-- What you need to do --
Scan the entries below and return each line that contains "this".

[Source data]
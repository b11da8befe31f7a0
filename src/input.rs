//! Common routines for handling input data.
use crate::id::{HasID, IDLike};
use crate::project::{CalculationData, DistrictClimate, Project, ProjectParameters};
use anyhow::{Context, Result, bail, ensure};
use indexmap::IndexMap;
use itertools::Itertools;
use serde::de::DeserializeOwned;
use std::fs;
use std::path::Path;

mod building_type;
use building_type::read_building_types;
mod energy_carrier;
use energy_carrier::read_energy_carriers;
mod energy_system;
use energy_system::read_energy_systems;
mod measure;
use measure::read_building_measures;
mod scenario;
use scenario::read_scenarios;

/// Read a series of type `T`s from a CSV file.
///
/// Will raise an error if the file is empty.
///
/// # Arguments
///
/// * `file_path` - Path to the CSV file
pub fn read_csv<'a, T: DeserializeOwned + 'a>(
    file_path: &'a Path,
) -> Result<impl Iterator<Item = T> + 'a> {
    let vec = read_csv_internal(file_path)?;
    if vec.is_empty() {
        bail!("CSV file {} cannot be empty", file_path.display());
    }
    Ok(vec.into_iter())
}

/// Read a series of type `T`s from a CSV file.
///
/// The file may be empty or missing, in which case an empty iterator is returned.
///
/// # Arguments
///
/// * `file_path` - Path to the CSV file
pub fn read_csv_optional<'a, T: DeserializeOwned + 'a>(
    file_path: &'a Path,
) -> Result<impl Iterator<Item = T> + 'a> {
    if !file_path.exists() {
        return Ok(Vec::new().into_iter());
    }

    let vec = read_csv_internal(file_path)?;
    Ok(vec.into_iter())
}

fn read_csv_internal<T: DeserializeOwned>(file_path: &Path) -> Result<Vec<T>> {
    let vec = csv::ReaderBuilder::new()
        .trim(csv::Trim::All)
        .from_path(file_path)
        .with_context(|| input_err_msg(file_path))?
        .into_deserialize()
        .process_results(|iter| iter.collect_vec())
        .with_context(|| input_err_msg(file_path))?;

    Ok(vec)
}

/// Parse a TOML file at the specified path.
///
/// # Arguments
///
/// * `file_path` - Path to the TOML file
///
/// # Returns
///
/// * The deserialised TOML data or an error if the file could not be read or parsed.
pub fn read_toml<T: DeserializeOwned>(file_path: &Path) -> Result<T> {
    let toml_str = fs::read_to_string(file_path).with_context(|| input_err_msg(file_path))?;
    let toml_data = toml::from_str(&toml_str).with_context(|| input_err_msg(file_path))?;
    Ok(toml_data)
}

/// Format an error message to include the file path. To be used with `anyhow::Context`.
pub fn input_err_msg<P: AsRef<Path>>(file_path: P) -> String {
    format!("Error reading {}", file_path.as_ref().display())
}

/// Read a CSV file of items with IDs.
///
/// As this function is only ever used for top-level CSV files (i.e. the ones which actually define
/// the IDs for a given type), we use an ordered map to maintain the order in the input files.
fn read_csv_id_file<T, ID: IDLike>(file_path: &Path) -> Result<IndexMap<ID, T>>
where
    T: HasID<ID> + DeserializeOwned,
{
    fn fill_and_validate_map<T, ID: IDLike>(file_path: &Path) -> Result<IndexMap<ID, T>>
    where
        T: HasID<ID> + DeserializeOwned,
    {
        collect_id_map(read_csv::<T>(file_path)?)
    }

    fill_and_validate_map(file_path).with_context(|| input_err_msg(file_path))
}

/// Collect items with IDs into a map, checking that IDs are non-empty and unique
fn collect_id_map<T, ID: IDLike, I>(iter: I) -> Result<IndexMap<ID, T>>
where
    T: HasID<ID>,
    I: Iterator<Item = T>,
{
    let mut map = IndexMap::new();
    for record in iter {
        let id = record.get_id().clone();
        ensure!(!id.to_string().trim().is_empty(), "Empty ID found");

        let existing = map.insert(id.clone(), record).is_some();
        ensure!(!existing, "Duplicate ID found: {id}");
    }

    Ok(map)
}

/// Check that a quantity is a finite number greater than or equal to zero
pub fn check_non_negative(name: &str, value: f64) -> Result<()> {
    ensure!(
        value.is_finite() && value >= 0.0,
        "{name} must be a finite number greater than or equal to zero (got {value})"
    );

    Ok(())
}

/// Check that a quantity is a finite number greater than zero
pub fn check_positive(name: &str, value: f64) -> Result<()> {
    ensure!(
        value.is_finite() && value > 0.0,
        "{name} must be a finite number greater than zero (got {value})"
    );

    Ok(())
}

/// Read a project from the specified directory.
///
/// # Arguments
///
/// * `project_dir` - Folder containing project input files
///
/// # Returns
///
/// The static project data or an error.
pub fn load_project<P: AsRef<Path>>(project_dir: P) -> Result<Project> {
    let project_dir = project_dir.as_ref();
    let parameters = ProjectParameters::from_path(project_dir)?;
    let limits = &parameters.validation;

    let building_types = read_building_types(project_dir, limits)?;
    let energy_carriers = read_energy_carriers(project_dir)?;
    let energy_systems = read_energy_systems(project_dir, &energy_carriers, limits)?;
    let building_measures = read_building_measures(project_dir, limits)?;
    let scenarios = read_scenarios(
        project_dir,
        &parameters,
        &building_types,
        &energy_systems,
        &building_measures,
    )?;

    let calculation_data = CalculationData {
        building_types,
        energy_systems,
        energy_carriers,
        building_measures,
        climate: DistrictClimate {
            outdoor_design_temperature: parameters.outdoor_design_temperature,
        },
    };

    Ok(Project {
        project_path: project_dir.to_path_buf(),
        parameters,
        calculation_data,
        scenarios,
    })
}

* * *

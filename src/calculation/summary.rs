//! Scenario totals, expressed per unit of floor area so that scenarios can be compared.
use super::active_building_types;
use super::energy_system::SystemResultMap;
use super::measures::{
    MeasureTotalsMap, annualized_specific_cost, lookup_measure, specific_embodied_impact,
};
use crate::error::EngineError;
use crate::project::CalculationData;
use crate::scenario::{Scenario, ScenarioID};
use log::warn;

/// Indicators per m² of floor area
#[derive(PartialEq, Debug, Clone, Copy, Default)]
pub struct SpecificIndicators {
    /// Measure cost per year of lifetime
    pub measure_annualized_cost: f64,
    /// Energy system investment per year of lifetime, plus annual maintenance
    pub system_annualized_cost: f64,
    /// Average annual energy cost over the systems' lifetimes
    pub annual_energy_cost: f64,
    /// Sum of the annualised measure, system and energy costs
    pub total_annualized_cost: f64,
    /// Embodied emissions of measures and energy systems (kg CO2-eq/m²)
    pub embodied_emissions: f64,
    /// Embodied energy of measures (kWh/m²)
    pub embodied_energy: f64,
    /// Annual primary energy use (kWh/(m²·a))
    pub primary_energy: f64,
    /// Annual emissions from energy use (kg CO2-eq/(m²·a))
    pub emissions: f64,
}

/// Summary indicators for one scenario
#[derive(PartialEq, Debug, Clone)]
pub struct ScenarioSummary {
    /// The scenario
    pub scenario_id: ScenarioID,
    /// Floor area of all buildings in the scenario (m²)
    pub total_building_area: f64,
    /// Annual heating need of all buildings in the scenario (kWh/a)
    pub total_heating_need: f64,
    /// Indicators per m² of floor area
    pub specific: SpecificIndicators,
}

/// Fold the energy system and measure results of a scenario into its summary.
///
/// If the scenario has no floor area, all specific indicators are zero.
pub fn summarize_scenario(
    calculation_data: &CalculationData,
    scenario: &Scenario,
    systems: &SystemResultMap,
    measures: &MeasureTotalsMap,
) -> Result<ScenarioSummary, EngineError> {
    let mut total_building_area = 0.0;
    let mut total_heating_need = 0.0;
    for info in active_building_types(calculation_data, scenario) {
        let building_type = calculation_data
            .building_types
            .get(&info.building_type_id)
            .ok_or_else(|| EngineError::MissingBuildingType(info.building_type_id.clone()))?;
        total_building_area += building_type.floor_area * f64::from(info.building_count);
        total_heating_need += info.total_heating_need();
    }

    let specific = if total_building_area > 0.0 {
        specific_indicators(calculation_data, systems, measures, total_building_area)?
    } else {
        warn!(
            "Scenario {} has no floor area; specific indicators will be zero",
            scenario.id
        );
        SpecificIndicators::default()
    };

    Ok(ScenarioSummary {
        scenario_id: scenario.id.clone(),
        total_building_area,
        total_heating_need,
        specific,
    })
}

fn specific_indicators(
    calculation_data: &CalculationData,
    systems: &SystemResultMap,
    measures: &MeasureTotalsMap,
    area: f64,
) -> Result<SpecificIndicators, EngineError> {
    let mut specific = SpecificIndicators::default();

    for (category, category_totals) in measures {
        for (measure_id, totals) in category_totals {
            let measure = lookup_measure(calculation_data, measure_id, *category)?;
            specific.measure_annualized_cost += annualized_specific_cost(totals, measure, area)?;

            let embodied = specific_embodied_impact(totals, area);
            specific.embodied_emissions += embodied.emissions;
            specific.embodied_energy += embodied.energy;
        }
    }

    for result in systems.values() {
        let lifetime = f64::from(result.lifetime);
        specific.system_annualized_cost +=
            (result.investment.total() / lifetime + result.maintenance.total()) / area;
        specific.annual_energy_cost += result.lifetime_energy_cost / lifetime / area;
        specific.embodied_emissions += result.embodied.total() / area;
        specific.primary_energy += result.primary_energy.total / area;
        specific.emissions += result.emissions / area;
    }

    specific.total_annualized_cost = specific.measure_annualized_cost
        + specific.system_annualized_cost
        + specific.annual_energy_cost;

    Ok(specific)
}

==

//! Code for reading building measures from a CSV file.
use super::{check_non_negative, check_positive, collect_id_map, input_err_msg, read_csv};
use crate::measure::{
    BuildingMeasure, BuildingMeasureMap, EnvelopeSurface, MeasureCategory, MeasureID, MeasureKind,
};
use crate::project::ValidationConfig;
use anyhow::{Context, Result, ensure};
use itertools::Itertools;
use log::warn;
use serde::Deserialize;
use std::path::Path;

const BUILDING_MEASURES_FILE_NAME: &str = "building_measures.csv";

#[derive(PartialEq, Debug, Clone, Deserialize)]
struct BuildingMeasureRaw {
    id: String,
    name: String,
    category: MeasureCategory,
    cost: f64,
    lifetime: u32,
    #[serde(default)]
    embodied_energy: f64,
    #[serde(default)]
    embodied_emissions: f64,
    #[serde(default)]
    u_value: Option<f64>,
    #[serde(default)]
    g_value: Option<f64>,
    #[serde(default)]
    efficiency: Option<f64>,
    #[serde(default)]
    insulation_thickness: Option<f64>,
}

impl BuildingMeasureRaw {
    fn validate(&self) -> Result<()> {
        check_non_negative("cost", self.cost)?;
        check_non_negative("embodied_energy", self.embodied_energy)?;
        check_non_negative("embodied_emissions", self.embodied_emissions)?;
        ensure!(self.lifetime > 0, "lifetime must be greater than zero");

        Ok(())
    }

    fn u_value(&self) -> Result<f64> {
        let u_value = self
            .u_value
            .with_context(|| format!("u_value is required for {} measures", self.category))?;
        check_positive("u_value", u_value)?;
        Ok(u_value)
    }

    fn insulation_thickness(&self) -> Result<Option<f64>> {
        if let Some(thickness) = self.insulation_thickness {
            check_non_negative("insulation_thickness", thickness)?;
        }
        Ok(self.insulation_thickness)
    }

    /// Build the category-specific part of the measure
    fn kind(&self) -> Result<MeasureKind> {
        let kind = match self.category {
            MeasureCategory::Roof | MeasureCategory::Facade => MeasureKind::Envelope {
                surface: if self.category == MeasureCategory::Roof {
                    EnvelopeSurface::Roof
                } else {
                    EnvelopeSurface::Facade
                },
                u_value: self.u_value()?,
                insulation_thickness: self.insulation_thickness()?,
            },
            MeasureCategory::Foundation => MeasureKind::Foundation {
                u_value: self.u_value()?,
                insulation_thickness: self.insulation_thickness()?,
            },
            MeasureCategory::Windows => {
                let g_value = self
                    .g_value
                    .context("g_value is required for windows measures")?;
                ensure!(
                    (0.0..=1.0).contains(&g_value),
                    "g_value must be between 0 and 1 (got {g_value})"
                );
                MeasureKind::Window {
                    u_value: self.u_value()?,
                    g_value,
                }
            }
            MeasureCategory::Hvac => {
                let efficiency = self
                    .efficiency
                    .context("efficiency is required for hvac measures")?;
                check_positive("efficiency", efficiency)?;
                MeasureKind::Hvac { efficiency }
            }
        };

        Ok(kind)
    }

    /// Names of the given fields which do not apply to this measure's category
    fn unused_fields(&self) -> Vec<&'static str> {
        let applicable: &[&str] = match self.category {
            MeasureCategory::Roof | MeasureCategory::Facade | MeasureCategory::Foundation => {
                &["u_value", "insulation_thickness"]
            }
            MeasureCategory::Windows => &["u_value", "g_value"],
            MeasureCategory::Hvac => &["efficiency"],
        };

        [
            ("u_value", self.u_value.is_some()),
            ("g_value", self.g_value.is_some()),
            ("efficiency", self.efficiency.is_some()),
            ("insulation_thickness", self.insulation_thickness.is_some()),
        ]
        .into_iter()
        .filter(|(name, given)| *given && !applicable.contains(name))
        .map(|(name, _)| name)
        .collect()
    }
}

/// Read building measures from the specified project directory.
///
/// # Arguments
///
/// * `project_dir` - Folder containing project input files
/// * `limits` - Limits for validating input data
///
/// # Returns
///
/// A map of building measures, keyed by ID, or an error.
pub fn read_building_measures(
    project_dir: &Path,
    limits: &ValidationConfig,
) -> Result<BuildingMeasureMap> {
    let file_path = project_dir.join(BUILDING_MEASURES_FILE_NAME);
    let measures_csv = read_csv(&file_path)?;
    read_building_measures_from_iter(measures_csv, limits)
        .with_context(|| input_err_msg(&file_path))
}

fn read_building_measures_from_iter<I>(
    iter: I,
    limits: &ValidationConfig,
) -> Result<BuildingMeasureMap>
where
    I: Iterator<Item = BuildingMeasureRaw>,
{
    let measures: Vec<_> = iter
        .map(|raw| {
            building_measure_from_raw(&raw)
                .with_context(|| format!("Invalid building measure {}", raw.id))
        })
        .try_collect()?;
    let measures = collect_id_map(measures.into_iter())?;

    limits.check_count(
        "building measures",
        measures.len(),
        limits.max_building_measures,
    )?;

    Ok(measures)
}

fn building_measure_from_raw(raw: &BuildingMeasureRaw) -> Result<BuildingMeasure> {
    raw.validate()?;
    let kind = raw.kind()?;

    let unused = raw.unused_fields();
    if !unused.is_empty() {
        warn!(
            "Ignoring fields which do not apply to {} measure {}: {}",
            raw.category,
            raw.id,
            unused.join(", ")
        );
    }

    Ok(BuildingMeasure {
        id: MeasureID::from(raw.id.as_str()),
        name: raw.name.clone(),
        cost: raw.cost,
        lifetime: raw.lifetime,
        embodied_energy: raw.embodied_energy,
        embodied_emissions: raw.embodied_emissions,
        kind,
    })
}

-- Result of the task --
/// As this function is only ever used for top-level CSV files (i.e. the ones which actually define
    /// Names of the given fields which do not apply to this measure's category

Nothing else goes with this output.